**** Given data ****

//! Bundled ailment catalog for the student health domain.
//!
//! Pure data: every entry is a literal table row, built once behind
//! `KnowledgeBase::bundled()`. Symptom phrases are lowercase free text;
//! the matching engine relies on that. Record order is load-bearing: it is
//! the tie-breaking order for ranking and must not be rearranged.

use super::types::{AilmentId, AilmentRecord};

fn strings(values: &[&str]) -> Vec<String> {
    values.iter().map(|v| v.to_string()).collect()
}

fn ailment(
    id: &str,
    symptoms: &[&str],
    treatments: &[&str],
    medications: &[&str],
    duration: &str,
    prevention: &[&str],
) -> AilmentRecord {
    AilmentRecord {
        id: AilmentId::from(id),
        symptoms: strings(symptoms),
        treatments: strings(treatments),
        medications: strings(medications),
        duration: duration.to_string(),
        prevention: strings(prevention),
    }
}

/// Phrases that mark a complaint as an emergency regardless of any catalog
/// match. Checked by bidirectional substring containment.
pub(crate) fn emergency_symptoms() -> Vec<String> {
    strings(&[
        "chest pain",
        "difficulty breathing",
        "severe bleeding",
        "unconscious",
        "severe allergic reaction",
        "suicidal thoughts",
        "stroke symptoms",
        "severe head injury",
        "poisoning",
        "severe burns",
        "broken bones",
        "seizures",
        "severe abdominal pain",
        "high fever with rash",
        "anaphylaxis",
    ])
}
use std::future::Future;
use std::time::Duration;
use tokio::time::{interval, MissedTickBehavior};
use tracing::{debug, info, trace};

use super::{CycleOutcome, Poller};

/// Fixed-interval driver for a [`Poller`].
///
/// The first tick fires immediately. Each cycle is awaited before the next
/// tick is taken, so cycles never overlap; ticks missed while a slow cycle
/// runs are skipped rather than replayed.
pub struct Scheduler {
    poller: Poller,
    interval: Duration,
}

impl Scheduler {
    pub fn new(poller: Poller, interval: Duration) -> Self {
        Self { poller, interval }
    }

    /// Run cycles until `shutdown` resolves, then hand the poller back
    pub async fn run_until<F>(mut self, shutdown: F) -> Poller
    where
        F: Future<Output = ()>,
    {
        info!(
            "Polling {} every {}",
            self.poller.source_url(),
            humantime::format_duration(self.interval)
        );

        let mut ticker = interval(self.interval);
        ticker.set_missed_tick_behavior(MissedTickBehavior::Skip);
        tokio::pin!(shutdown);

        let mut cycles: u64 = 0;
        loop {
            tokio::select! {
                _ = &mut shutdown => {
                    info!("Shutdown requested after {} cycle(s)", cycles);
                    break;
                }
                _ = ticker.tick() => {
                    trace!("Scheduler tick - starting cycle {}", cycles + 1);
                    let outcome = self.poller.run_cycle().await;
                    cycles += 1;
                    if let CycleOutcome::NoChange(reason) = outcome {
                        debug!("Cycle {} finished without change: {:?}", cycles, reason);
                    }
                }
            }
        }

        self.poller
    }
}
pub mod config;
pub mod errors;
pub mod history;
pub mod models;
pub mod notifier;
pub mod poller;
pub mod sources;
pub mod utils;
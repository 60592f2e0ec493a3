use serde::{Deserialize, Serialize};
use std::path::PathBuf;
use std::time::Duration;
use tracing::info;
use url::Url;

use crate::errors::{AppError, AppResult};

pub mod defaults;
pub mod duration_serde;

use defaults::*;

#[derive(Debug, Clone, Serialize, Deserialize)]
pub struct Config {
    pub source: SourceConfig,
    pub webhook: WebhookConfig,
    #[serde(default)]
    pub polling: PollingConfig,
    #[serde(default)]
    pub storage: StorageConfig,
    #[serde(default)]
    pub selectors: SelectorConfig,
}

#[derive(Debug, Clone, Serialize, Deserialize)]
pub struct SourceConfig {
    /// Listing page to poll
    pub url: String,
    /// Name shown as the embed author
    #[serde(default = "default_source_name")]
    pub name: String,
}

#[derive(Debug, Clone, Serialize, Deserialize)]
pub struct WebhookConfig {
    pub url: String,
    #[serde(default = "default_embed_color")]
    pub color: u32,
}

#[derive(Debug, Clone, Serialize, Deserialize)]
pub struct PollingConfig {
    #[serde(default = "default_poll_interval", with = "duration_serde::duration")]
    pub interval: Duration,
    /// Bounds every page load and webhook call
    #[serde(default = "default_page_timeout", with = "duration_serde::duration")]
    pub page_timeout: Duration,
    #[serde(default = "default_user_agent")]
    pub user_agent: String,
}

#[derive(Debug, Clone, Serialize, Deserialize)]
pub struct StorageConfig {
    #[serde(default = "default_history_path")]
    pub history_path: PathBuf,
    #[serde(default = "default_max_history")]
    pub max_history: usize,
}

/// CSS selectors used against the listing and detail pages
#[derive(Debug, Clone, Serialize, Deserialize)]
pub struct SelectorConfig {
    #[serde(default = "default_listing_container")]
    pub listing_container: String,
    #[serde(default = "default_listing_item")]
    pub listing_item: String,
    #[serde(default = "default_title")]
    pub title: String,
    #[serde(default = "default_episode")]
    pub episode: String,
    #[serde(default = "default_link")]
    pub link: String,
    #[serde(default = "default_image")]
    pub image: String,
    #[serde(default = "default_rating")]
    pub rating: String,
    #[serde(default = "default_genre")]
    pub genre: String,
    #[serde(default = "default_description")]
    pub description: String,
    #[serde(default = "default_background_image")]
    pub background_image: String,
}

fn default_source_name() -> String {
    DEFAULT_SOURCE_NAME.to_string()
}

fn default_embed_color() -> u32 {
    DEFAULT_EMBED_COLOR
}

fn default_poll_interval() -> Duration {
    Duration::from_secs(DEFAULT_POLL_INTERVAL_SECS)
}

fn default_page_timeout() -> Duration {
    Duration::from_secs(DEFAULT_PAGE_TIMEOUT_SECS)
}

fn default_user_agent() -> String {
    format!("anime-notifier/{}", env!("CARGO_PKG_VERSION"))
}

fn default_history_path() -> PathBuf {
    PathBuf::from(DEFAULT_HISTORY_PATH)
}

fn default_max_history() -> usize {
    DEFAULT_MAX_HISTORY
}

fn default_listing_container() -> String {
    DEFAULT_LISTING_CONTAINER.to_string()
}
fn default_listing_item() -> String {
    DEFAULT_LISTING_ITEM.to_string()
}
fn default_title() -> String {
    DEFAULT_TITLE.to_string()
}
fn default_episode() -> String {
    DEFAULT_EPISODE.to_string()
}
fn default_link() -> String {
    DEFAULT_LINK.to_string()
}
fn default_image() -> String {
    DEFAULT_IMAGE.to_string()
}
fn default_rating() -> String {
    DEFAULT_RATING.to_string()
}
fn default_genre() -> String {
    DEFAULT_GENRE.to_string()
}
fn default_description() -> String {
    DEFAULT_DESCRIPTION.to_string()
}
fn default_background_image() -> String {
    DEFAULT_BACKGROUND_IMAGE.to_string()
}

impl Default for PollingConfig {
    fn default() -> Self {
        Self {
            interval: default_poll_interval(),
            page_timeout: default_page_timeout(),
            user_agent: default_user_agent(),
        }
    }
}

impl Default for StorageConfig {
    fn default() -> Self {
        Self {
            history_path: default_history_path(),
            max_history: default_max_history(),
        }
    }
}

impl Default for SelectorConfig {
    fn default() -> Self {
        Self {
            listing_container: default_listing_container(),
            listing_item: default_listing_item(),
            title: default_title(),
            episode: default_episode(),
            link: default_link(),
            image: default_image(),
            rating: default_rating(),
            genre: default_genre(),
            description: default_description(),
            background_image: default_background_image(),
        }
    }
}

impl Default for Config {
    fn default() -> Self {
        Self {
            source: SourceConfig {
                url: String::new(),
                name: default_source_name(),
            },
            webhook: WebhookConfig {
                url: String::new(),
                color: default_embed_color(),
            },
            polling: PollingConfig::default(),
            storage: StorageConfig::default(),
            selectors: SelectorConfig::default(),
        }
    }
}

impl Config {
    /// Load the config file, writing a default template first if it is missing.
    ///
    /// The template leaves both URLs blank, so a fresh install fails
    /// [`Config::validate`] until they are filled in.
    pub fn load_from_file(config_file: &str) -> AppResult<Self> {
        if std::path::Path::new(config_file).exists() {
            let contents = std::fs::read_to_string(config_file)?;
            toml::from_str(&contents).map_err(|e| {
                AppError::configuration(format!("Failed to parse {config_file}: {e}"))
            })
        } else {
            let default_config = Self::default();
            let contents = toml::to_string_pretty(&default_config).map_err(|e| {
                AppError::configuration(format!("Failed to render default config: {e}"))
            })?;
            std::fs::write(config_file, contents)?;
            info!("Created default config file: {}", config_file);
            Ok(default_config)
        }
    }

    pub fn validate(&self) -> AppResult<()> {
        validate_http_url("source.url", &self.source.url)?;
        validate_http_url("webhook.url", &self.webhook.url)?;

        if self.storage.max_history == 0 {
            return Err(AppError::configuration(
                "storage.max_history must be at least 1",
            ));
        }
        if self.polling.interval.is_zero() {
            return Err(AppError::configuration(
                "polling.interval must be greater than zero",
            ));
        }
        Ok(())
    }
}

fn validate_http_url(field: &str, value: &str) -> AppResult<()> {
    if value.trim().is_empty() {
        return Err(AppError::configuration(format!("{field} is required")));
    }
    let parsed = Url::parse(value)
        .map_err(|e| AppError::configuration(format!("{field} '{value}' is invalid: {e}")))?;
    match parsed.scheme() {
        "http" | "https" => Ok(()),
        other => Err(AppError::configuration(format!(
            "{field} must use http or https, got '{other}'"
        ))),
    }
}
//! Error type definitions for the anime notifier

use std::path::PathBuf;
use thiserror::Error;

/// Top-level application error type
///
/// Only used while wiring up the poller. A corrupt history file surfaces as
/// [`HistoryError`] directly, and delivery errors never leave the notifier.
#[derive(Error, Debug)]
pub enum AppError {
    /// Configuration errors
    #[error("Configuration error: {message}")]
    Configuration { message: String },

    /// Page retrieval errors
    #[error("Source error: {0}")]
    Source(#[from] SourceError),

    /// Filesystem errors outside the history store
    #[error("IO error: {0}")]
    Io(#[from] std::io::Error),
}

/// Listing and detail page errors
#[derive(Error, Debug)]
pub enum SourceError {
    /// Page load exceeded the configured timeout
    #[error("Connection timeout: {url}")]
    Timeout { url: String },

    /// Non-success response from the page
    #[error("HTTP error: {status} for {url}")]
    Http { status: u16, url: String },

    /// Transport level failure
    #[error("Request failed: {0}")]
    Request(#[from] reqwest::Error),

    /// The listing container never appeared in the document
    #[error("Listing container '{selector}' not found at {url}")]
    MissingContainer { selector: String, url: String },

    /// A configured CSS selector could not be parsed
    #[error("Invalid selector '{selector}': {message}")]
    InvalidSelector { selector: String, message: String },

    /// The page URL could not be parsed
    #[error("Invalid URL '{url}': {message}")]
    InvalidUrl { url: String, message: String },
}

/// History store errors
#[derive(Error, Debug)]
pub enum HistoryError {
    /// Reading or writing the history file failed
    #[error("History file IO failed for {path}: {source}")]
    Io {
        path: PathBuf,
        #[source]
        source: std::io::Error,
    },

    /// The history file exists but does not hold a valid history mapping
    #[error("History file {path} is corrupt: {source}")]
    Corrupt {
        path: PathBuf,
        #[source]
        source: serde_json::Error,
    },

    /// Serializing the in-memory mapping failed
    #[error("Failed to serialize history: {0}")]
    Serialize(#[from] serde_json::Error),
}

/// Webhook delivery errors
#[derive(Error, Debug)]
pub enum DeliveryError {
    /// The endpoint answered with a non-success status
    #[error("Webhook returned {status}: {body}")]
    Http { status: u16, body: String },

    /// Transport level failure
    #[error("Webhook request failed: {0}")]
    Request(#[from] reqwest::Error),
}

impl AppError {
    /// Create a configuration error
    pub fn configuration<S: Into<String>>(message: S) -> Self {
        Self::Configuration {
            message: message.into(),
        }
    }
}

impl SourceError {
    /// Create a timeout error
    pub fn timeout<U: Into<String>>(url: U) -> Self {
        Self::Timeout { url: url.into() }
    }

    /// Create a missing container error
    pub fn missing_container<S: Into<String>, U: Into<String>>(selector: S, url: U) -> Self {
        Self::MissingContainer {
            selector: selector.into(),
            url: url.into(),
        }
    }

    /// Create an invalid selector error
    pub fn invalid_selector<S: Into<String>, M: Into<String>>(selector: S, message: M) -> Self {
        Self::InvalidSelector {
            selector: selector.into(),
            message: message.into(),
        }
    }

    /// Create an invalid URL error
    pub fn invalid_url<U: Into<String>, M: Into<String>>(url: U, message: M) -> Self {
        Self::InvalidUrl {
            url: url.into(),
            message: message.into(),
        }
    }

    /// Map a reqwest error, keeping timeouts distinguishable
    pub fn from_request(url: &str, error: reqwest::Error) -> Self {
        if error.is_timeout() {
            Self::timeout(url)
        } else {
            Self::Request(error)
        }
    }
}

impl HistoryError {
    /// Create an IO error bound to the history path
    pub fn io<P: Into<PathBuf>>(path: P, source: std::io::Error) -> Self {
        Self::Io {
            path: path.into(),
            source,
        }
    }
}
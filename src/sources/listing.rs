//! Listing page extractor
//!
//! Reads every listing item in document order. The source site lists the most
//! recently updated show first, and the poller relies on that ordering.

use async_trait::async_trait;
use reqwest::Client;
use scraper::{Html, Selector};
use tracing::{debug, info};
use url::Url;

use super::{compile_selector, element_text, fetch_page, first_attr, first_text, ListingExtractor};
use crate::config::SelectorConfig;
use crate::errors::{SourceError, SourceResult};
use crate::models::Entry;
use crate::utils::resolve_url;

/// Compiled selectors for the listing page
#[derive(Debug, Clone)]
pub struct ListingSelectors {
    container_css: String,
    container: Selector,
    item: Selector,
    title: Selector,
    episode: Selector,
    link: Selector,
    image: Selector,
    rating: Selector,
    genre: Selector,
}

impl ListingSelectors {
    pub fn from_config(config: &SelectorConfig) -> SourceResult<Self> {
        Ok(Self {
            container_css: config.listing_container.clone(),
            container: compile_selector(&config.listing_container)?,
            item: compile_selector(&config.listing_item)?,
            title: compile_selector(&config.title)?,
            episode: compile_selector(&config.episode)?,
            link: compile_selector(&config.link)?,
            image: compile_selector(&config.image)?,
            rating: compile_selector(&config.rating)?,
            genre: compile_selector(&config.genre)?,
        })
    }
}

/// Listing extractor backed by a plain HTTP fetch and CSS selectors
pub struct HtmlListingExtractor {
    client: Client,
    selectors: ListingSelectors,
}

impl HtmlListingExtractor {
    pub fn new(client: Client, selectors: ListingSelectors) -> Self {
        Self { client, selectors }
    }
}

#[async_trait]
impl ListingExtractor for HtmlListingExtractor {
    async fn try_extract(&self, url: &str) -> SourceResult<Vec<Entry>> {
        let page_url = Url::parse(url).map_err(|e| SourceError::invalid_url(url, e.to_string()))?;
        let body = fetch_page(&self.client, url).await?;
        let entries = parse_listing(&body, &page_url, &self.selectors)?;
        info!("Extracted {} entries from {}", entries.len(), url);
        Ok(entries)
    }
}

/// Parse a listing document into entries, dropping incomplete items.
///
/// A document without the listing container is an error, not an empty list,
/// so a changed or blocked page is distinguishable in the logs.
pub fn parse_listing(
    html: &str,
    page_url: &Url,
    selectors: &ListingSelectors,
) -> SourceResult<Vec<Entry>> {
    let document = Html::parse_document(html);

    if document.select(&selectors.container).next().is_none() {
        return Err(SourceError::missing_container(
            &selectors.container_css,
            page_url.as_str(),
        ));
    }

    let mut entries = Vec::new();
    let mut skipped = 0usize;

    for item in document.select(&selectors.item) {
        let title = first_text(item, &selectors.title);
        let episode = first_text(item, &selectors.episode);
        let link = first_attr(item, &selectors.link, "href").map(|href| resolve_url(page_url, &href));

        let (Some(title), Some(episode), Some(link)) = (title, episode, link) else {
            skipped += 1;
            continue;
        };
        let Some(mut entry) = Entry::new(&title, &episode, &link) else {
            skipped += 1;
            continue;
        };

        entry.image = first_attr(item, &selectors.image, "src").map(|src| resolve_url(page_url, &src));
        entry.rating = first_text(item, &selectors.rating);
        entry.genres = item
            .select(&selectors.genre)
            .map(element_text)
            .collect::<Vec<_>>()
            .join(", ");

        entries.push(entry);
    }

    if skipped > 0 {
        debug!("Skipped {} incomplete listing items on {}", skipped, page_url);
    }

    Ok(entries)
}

****

◆ **Aim of the exercise**: Whichever lines of the data include the word "HtmlListingExtractor", pull them out.

◆ **Finished exercise**:
pub struct HtmlListingExtractor {
impl HtmlListingExtractor {
impl ListingExtractor for HtmlListingExtractor {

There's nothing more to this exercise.